From the "brand new experience" with the fun of just learning something, getting to know lots of people (girls were of course an important part in this) it has turned over to be a life style, as I since the fall 2007 have replaced all my trainings (cardio and wt lifting) against dancing and different practices that can be applied in dancing.

My weight lifting exercises have been replaced to something that I can use for lindy aerials, acrobatics or maybe break dancing. I've realized I have some too weak foundation parts to build my lindy hop on, if I want to take it any further from now. Therefore Iv'e sniffed on the gymnastic for acrobatic and body control stuff. Bugg is good for music improvisation but also learning to "show off" and be in front of people, on a scene. Ballet is just an awesome form of training, to improve body control and awareness and the isolation moves and cool stuff that street and break dancing plays with are just awesome and very inspiring as well as the music. I wish my music awareness was a bit better but maybe I should start playing the instrument?
-OMG, he's such a nerd and take things so serious...
Was this what you just thought? I wouldn't be surprised. But if you have read this far, I guess you know me a bit and then I can keep being honest.

This is a life style. Either you do it consciously or as me, pays it a 2nd thought, I think everybody do the same thing This isn't a lot of "hard work to become something" for me. It's too late in life, for me to become a world champion dancer. I do this for fun. I plays around with all kind of practices and trainings that challenges me, because I love to learn. I love to improve. And I do it in my own pace. I have found the lindy hop to be central, and I can pick up so much from all other forms of dancing and trainings but this is the inspiration. This is what makes it fun.

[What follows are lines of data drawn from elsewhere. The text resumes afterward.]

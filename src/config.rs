use anyhow::Result;
use clap::{Args, Parser, Subcommand};
use std::{env, net::SocketAddr, time::Duration};
use thiserror::Error;

use crate::services::expiry_scheduler::DEFAULT_SWEEP_INTERVAL;

const DEFAULT_SERVER_ADDR: &str = "127.0.0.1:8080";
const DEFAULT_CLIENT_ADDR: &str = "http://127.0.0.1:8080/";
const DEFAULT_DATABASE_URL: &str = "sqlite://store.db";
const DEFAULT_UPLOAD_DIR: &str = "uploads";
const DEFAULT_MAX_UPLOAD_SIZE: usize = 32 << 20;
const DEFAULT_LIFETIME: Duration = Duration::from_secs(60 * 60);

#[derive(Debug, Error)]
pub enum ConfigError {
    #[error("address `{0}` must be a host:port pair")]
    InvalidAddr(String),
    #[error("{field}: `{value}` is not a valid duration (e.g. 90s, 15m, 1h30m, 2d)")]
    InvalidDuration { field: &'static str, value: String },
    #[error("{field}: `{value}` is not a valid number")]
    InvalidNumber { field: &'static str, value: String },
    #[error("{0} is set but is not valid unicode")]
    NotUnicode(&'static str),
}

/// Command-line + environment configuration.
#[derive(Parser, Debug)]
#[command(author, version, about = "Share files behind short URLs that expire")]
pub struct Cli {
    /// `serve`: host:port to bind. `upload`: server base URL (overrides FLING_ADDR)
    #[arg(long, global = true)]
    pub addr: Option<String>,

    /// Shared secret required to upload (overrides FLING_TOKEN)
    #[arg(long, global = true)]
    pub token: Option<String>,

    #[command(subcommand)]
    pub command: Command,
}

#[derive(Subcommand, Debug)]
pub enum Command {
    /// Run the HTTP server and the expiry sweeper
    Serve(ServeArgs),
    /// Upload a file and print its URL
    Upload(UploadArgs),
}

#[derive(Args, Debug, Default)]
pub struct ServeArgs {
    /// SQLite catalog URL (overrides FLING_DATABASE_URL)
    #[arg(long)]
    pub database_url: Option<String>,

    /// Directory where uploaded files are stored (overrides FLING_UPLOAD_DIR)
    #[arg(long)]
    pub upload_dir: Option<String>,

    /// Maximum upload size in bytes (overrides FLING_MAX_UPLOAD_SIZE)
    #[arg(long)]
    pub max_upload_size: Option<usize>,

    /// Time between expiry sweeps (overrides FLING_SWEEP_INTERVAL)
    #[arg(long)]
    pub sweep_interval: Option<String>,

    /// Lifetime used when an upload names none (overrides FLING_DEFAULT_LIFETIME)
    #[arg(long)]
    pub default_lifetime: Option<String>,
}

#[derive(Args, Debug)]
pub struct UploadArgs {
    /// How long to keep the file (e.g. 90s, 15m, 1h30m, 2d)
    #[arg(short = 'd', long, default_value = "1h", value_parser = upload_duration)]
    pub duration: String,

    /// File to upload, or `-` for stdin
    pub file: String,
}

/// Settings for `serve`.
#[derive(Debug, Clone)]
pub struct ServerConfig {
    pub addr: String,
    pub token: String,
    pub database_url: String,
    pub upload_dir: String,
    pub max_upload_size: usize,
    pub sweep_interval: Duration,
    pub default_lifetime: Duration,
}

/// Settings for `upload`.
#[derive(Debug, Clone)]
pub struct ClientConfig {
    pub addr: String,
    pub token: String,
}

impl ServerConfig {
    /// Merge CLI args over environment variables over defaults.
    pub fn from_env_and_args(
        addr: Option<String>,
        token: Option<String>,
        args: ServeArgs,
    ) -> Result<Self> {
        Self::resolve(addr, token, args, |var| env::var(var))
    }

    fn resolve<F>(
        addr: Option<String>,
        token: Option<String>,
        args: ServeArgs,
        lookup: F,
    ) -> Result<Self>
    where
        F: Fn(&str) -> Result<String, env::VarError>,
    {
        let env_opt = |var: &'static str| -> Result<Option<String>, ConfigError> {
            match lookup(var) {
                Ok(value) => Ok(Some(value)),
                Err(env::VarError::NotPresent) => Ok(None),
                Err(env::VarError::NotUnicode(_)) => Err(ConfigError::NotUnicode(var)),
            }
        };
        let env_or = |var: &'static str, default: &str| -> Result<String, ConfigError> {
            Ok(env_opt(var)?.unwrap_or_else(|| default.to_string()))
        };

        let addr = match addr {
            Some(addr) => addr,
            None => env_or("FLING_ADDR", DEFAULT_SERVER_ADDR)?,
        };
        validate_addr(&addr)?;

        let max_upload_size = match args.max_upload_size {
            Some(size) => size,
            None => {
                let raw = env_or("FLING_MAX_UPLOAD_SIZE", &DEFAULT_MAX_UPLOAD_SIZE.to_string())?;
                raw.trim()
                    .parse::<usize>()
                    .map_err(|_| ConfigError::InvalidNumber {
                        field: "FLING_MAX_UPLOAD_SIZE",
                        value: raw.clone(),
                    })?
            }
        };

        let sweep_interval = match args.sweep_interval {
            Some(raw) => positive_duration("--sweep-interval", &raw)?,
            None => match env_opt("FLING_SWEEP_INTERVAL")? {
                Some(raw) => positive_duration("FLING_SWEEP_INTERVAL", &raw)?,
                None => DEFAULT_SWEEP_INTERVAL,
            },
        };

        let default_lifetime = match args.default_lifetime {
            Some(raw) => positive_duration("--default-lifetime", &raw)?,
            None => match env_opt("FLING_DEFAULT_LIFETIME")? {
                Some(raw) => positive_duration("FLING_DEFAULT_LIFETIME", &raw)?,
                None => DEFAULT_LIFETIME,
            },
        };

        Ok(Self {
            addr,
            token: match token {
                Some(token) => token,
                None => env_or("FLING_TOKEN", "")?,
            },
            database_url: match args.database_url {
                Some(url) => url,
                None => env_or("FLING_DATABASE_URL", DEFAULT_DATABASE_URL)?,
            },
            upload_dir: match args.upload_dir {
                Some(dir) => dir,
                None => env_or("FLING_UPLOAD_DIR", DEFAULT_UPLOAD_DIR)?,
            },
            max_upload_size,
            sweep_interval,
            default_lifetime,
        })
    }
}

impl ClientConfig {
    pub fn from_env_and_args(addr: Option<String>, token: Option<String>) -> Self {
        Self {
            addr: addr
                .or_else(|| env::var("FLING_ADDR").ok())
                .unwrap_or_else(|| DEFAULT_CLIENT_ADDR.into()),
            token: token
                .or_else(|| env::var("FLING_TOKEN").ok())
                .unwrap_or_default(),
        }
    }
}

/// Require `host:port` with a numeric port. The host may be a name.
fn validate_addr(addr: &str) -> Result<(), ConfigError> {
    if addr.parse::<SocketAddr>().is_ok() {
        return Ok(());
    }
    match addr.rsplit_once(':') {
        Some((host, port))
            if !host.is_empty() && !host.contains(':') && port.parse::<u16>().is_ok() =>
        {
            Ok(())
        }
        _ => Err(ConfigError::InvalidAddr(addr.to_string())),
    }
}

fn positive_duration(field: &'static str, raw: &str) -> Result<Duration, ConfigError> {
    parse_duration(raw)
        .filter(|d| !d.is_zero())
        .ok_or_else(|| ConfigError::InvalidDuration {
            field,
            value: raw.to_string(),
        })
}

/// Checks `upload -d` before anything is sent. The server would quietly
/// fall back to its default lifetime for a value it cannot use.
fn upload_duration(raw: &str) -> Result<String, ConfigError> {
    positive_duration("--duration", raw)?;
    Ok(raw.trim().to_string())
}

/// Parse `<int><unit>` segments, e.g. `90s`, `15m`, `1h30m`, `2d`.
pub fn parse_duration(raw: &str) -> Option<Duration> {
    let mut rest = raw.trim();
    if rest.is_empty() {
        return None;
    }

    let mut total: u64 = 0;
    while !rest.is_empty() {
        let digits = rest.bytes().take_while(u8::is_ascii_digit).count();
        if digits == 0 {
            return None;
        }
        let value: u64 = rest[..digits].parse().ok()?;
        rest = &rest[digits..];

        let unit_len = rest.bytes().take_while(u8::is_ascii_alphabetic).count();
        let scale = match &rest[..unit_len] {
            "s" => 1,
            "m" => 60,
            "h" => 60 * 60,
            "d" => 24 * 60 * 60,
            _ => return None,
        };
        rest = &rest[unit_len..];

        total = total.checked_add(value.checked_mul(scale)?)?;
    }
    Some(Duration::from_secs(total))
}

#[cfg(test)]
mod tests {
    use super::*;
    use std::collections::HashMap;

    fn lookup(vars: &[(&str, &str)]) -> impl Fn(&str) -> Result<String, env::VarError> {
        let vars: HashMap<String, String> = vars
            .iter()
            .map(|(k, v)| (k.to_string(), v.to_string()))
            .collect();
        move |var: &str| vars.get(var).cloned().ok_or(env::VarError::NotPresent)
    }

    #[test]
    fn test_parse_duration() {
        assert_eq!(parse_duration("90s"), Some(Duration::from_secs(90)));
        assert_eq!(parse_duration("15m"), Some(Duration::from_secs(900)));
        assert_eq!(parse_duration("1h30m"), Some(Duration::from_secs(5400)));
        assert_eq!(parse_duration(" 2d "), Some(Duration::from_secs(172_800)));
        assert_eq!(parse_duration("0s"), Some(Duration::ZERO));

        for bad in ["", "h", "10", "1x", "1h-5m", "-1h", "1.5h"] {
            assert_eq!(parse_duration(bad), None, "{bad:?}");
        }
    }

    #[test]
    fn test_validate_addr() {
        for good in ["127.0.0.1:8080", "[::1]:80", "localhost:3000", "0.0.0.0:0"] {
            assert!(validate_addr(good).is_ok(), "{good}");
        }
        for bad in ["", "8080", "localhost", ":8080", "host:port", "host:70000"] {
            assert!(validate_addr(bad).is_err(), "{bad}");
        }
    }

    #[test]
    fn test_defaults() {
        let cfg = ServerConfig::resolve(None, None, ServeArgs::default(), lookup(&[])).unwrap();
        assert_eq!(cfg.addr, DEFAULT_SERVER_ADDR);
        assert_eq!(cfg.token, "");
        assert_eq!(cfg.database_url, DEFAULT_DATABASE_URL);
        assert_eq!(cfg.upload_dir, DEFAULT_UPLOAD_DIR);
        assert_eq!(cfg.max_upload_size, DEFAULT_MAX_UPLOAD_SIZE);
        assert_eq!(cfg.sweep_interval, DEFAULT_SWEEP_INTERVAL);
        assert_eq!(cfg.default_lifetime, DEFAULT_LIFETIME);
    }

    #[test]
    fn test_args_override_env() {
        let env = lookup(&[
            ("FLING_ADDR", "0.0.0.0:9000"),
            ("FLING_TOKEN", "from-env"),
            ("FLING_UPLOAD_DIR", "/srv/env"),
            ("FLING_SWEEP_INTERVAL", "5m"),
        ]);
        let args = ServeArgs {
            upload_dir: Some("/srv/cli".into()),
            ..ServeArgs::default()
        };

        let cfg = ServerConfig::resolve(None, Some("from-cli".into()), args, env).unwrap();
        assert_eq!(cfg.addr, "0.0.0.0:9000");
        assert_eq!(cfg.token, "from-cli");
        assert_eq!(cfg.upload_dir, "/srv/cli");
        assert_eq!(cfg.sweep_interval, Duration::from_secs(300));
    }

    #[test]
    fn test_invalid_values_are_errors() {
        let bad_addr =
            ServerConfig::resolve(Some("nope".into()), None, ServeArgs::default(), lookup(&[]));
        assert!(bad_addr.is_err());

        let bad_size = ServerConfig::resolve(
            None,
            None,
            ServeArgs::default(),
            lookup(&[("FLING_MAX_UPLOAD_SIZE", "lots")]),
        );
        assert!(bad_size.is_err());

        let zero_interval = ServerConfig::resolve(
            None,
            None,
            ServeArgs {
                sweep_interval: Some("0s".into()),
                ..ServeArgs::default()
            },
            lookup(&[]),
        );
        assert!(zero_interval.is_err());
    }

    #[test]
    fn test_non_unicode_env_is_an_error() {
        for var in ["FLING_SWEEP_INTERVAL", "FLING_DEFAULT_LIFETIME", "FLING_TOKEN"] {
            let lookup = move |name: &str| -> Result<String, env::VarError> {
                if name == var {
                    Err(env::VarError::NotUnicode("\u{fffd}".into()))
                } else {
                    Err(env::VarError::NotPresent)
                }
            };
            let err = ServerConfig::resolve(None, None, ServeArgs::default(), lookup).unwrap_err();
            match err.downcast_ref::<ConfigError>() {
                Some(ConfigError::NotUnicode(name)) => assert_eq!(*name, var),
                other => panic!("{var}: expected NotUnicode, got {other:?}"),
            }
        }
    }

    #[test]
    fn test_upload_duration_is_checked_at_parse_time() {
        let cli = Cli::try_parse_from(["fling", "upload", "-d", "1h30m", "notes.txt"]).unwrap();
        match cli.command {
            Command::Upload(args) => {
                assert_eq!(args.duration, "1h30m");
                assert_eq!(args.file, "notes.txt");
            }
            other => panic!("expected upload, got {other:?}"),
        }

        let cli = Cli::try_parse_from(["fling", "upload", "notes.txt"]).unwrap();
        assert!(matches!(cli.command, Command::Upload(args) if args.duration == "1h"));

        for bad in ["30min", "0s", "soon", "-1h", ""] {
            let parsed = Cli::try_parse_from(["fling", "upload", "-d", bad, "notes.txt"]);
            assert!(parsed.is_err(), "{bad:?}");
        }
    }
}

I was at a dance show tonight, a street/break dance show, and in the end the audience had the performers to do a jam where they also invited anybody. A bunch of younger kids, maybe 5-10 years old went up there, and just played around, soo f**ng cool, and soft relaxed in front of a couple of hundred watching. These guys are the one who might be the next champions! It makes me glad, when seeing these young kids being so good, but it also reminds me why some are just incredible why some other has to be realistic and do the best of it.

It isn't long time left before the summer, and the master thesis will take place. 5½ week and a discussion with a friend got me to realize what I feel about leaving Sweden again. Now I know, that of course I will miss a lot of people and friends I know around here, and the people at the dance club are just so friendly. BUT, I can handle all that and I've accepted that's just another part of life. What I also have to handle, but I know I definitely will miss indeed, is my dance partner. We have made so many hours together the last two semesters and the individual I spent most energy into. But it's positive, it's good having good friends but even better when you really know to appreciate them. And leaving them, handling it in a good way but still being friends are special.

A friend of my childhood, that Iv'e known for 19 years, I don't have to speak to him for a couple of months or half a  year. But I can still call any time in the day or night, and we immediately know each other. It is special!

We are different

All people are different, that is what all of us has to accept. Still we have the choice to do active decisions, what people we prefer hanging around with or not. When you have got into "something", it's harder though to change one's situation, but it's possible and just take little more effort.

School is speeding up again and now it's the last 7½ weeks in school before my university classes are finished. Who knows what is happening after that?